YOUNG WORLD

Building bridges

SANGEETA BAROOAH PISHAROTY

SAYING NAMASTE: The four newcomers PHOTO: V.V. KRISHNAN

SAYING NAMASTE: The four newcomers PHOTO: V.V. KRISHNAN  

Come mid-2006, Cartoon Network and Pogo will have four new characters vying for your attention. And what is interesting about them is, they will all have the fragrance of India. Forming part of "Sesame India", the Indian version of the legendary TV series "Sesame Street" founded by Sesame Workshop, a 40-year-old non-profit educational organisation, the four lovable characters are Chamki, Aanchoo, Googly and Boombah, who will befriend kids across the country with their antics and adventures. And wherever cable television has no entry, children there will get to experience them in the form of educational workshops.
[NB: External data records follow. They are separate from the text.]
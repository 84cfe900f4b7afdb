use serde::Deserialize;

#[derive(Deserialize, Debug)]
pub struct City {
    pub name: String,
    pub country: String,
}

#[derive(Deserialize, Debug)]
pub struct Weather {
    pub main: String,
}

#[derive(Deserialize, Debug)]
pub struct MainValues {
    pub temp: f64,
    pub humidity: u8,
}

#[derive(Deserialize, Debug)]
pub struct Precipitation {
    #[serde(rename = "3h")]
    pub three_hours: Option<f64>,
}

#[derive(Deserialize, Debug)]
pub struct ListEntry {
    pub dt_txt: String,
    pub weather: Vec<Weather>,
    pub main: MainValues,
    pub rain: Option<Precipitation>,
    pub snow: Option<Precipitation>,
}

/// The 5 day / 3 hour forecast document, only the parts that are used
#[derive(Deserialize, Debug)]
pub struct FullForecast {
    pub city: City,
    pub list: Vec<ListEntry>,
}
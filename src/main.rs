use std::env;
use std::io;
use std::process::ExitCode;
use anyhow::{Context, Result};
use log::error;
use crate::initialization::init;
use crate::models::forecast::LocationQuery;
use crate::prompt::{ask_location, greet};
use crate::worker::run;

mod aggregation;
mod config;
mod errors;
mod initialization;
mod manager_open_weather;
mod models;
mod persist;
mod prompt;
mod transitions;
mod worker;

const DEFAULT_CONFIG: &str = "config.toml";

/// Usage: weather_digest [config.toml] [city country]
///
/// Without city and country on the command line they are asked for interactively.
fn main() -> ExitCode {
    match digest() {
        Ok(()) => ExitCode::SUCCESS,
        Err(e) => {
            error!("{:#}", e);
            eprintln!("Error: {:#}", e);
            ExitCode::FAILURE
        }
    }
}

fn digest() -> Result<()> {
    let args: Vec<String> = env::args().skip(1).collect();
    let config_path = args.first().map(String::as_str).unwrap_or(DEFAULT_CONFIG);

    let (config, open_weather) = init(config_path)
        .with_context(|| format!("unable to initialize from '{}'", config_path))?;

    let query = match (args.get(1), args.get(2)) {
        (Some(city), Some(country)) => LocationQuery::new(city, country)?,
        _ => {
            let mut stdout = io::stdout();
            greet(&mut stdout)?;
            ask_location(&mut io::stdin().lock(), &mut stdout)?
        },
    };

    println!("\nRetrieving forecasts for {}...", query);

    let outcome = run(&open_weather, &query, &config.files.result_file)
        .context("unable to retrieve data, check the city/country")?;

    println!("\nForecast summary:\n{}\n", outcome.summary);

    match outcome.persist_error {
        None => println!("File '{}' created successfully!", config.files.result_file),
        Some(e) => println!("Error during saving: {}", e),
    }

    Ok(())
}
Niret Alva of Miditech, the production house behind "Sesame India" jointly with Turner International, says this programme will aim at celebrating the country's diversity by cutting across the rural-urban divide. "It will build bridges between regions, languages and cultures emphasising what unites children across India.
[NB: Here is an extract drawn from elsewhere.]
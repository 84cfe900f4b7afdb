pub mod forecast;
pub mod open_weather_forecast;
pub mod summary;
The programme will create a space where children will feel free to explore, question, interact with adults, learn and grow in a non-threatening environment as equals. It will be particularly helpful to pre-schoolers," he says.

To develop the content and characterisation of these four Muppets (as the "Sesame Street" full-body puppets are called) the production house has employed the services of Asha Singh, Reader with the Department of Child Development in Lady Irwin College in New Delhi. Singh says, through the cast, she would aim to address the ethnic and linguistic plurality of India.
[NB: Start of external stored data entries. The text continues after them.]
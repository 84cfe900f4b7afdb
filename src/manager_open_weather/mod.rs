pub mod errors;

use std::time::Duration;
use chrono::NaiveDateTime;
use log::{debug, info};
use ureq::Agent;
use crate::config::{ApiKey, OpenWeatherParameters};
use crate::manager_open_weather::errors::OpenWeatherError;
use crate::models::forecast::{Forecast, ForecastSample, Location, LocationQuery};
use crate::models::open_weather_forecast::{FullForecast, ListEntry};

/// Format of the `dt_txt` field in forecast entries
const DT_TXT_FORMAT: &str = "%Y-%m-%d %H:%M:%S";

/// Anything that can produce a forecast period for a location
pub trait ForecastSource {
    fn get_forecast(&self, query: &LocationQuery) -> Result<Forecast, OpenWeatherError>;
}

/// Struct for fetching 5 day / 3 hour forecasts from OpenWeatherMap
pub struct OpenWeather {
    agent: Agent,
    api_key: ApiKey,
    base_url: String,
}

impl OpenWeather {
    /// Returns an OpenWeather struct ready for fetching forecasts
    ///
    /// # Arguments
    ///
    /// * 'config' - OpenWeatherMap endpoint and timeout configuration
    /// * 'api_key' - the API key to authenticate with
    pub fn new(config: &OpenWeatherParameters, api_key: ApiKey) -> OpenWeather {
        let agent_config = Agent::config_builder()
            .timeout_global(Some(Duration::from_secs(config.timeout_secs)))
            .build();

        let agent = agent_config.into();

        Self { agent, api_key, base_url: config.base_url.trim_end_matches('/').to_string() }
    }
}

impl ForecastSource for OpenWeather {
    /// Retrieves the forecast for the given location in metric units.
    ///
    /// Any non-2xx status or transport problem ends up as a FetchFailure, a body that
    /// isn't the expected document ends up as a MalformedResponse.
    ///
    /// # Arguments
    ///
    /// * 'query' - the validated city and country code
    fn get_forecast(&self, query: &LocationQuery) -> Result<Forecast, OpenWeatherError> {
        let url = format!("{}/forecast", self.base_url);
        info!("Retrieving forecast for {} from {}", query, url);

        let json = self.agent
            .get(url.as_str())
            .query("q", format!("{},{}", query.city, query.country))
            .query("appid", self.api_key.expose())
            .query("units", "metric")
            .call()?
            .body_mut()
            .read_to_string()?;

        debug!("Received {} bytes of forecast data", json.len());

        parse_forecast(&json)
    }
}

/// Parses a forecast document into a domain forecast
///
/// # Arguments
///
/// * 'json' - the raw response body
pub fn parse_forecast(json: &str) -> Result<Forecast, OpenWeatherError> {
    let full: FullForecast = serde_json::from_str(json)?;

    let samples = full.list
        .into_iter()
        .map(to_sample)
        .collect::<Result<Vec<ForecastSample>, OpenWeatherError>>()?;

    Ok(Forecast {
        location: Location { name: full.city.name, country_code: full.city.country },
        samples,
    })
}

/// Converts one wire entry to a forecast sample
///
/// # Arguments
///
/// * 'entry' - list entry from the forecast document
fn to_sample(entry: ListEntry) -> Result<ForecastSample, OpenWeatherError> {
    let timestamp = NaiveDateTime::parse_from_str(&entry.dt_txt, DT_TXT_FORMAT)
        .map_err(|e| OpenWeatherError::MalformedResponse(format!("bad dt_txt '{}': {}", entry.dt_txt, e)))?;

    let weather_category = entry.weather
        .into_iter()
        .next()
        .map(|w| w.main)
        .ok_or_else(|| OpenWeatherError::MalformedResponse(format!("no weather for {}", entry.dt_txt)))?;

    Ok(ForecastSample {
        timestamp,
        weather_category,
        temperature: entry.main.temp,
        humidity: entry.main.humidity,
        rain_mm_3h: entry.rain.and_then(|r| r.three_hours),
        snow_mm_3h: entry.snow.and_then(|s| s.three_hours),
    })
}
Which means, you will get to experience folk tales, folk heroes, local stars, popular sport as well as your common preferences.

While Chamki will meet you as a five-year-old girl in a blue and white school uniform, "specially made to look like a government school student", all eager to explore the world around her, her best friend will be a six-year-old Googly who is meticulous, an introvert and loves to read.

The storyteller among them is Aanchoo, who would take you to far away places, and Boombah is the lion hailing from the royal family of Boombagarh. He loves to dance and make merry.

Niret says, "More than any other character, the emphasis on Chamki's get-up to make her look more like a government school student than any public school mate is aimed at adding importance to the girl child's education in India." Over the years, Sesame Workshop has addressed many vital issues through children in a fun way. For instance, "Sesame Street" in South Africa emphasises on AIDS awareness among school children and in Russia, it stresses on the importance of nutrition.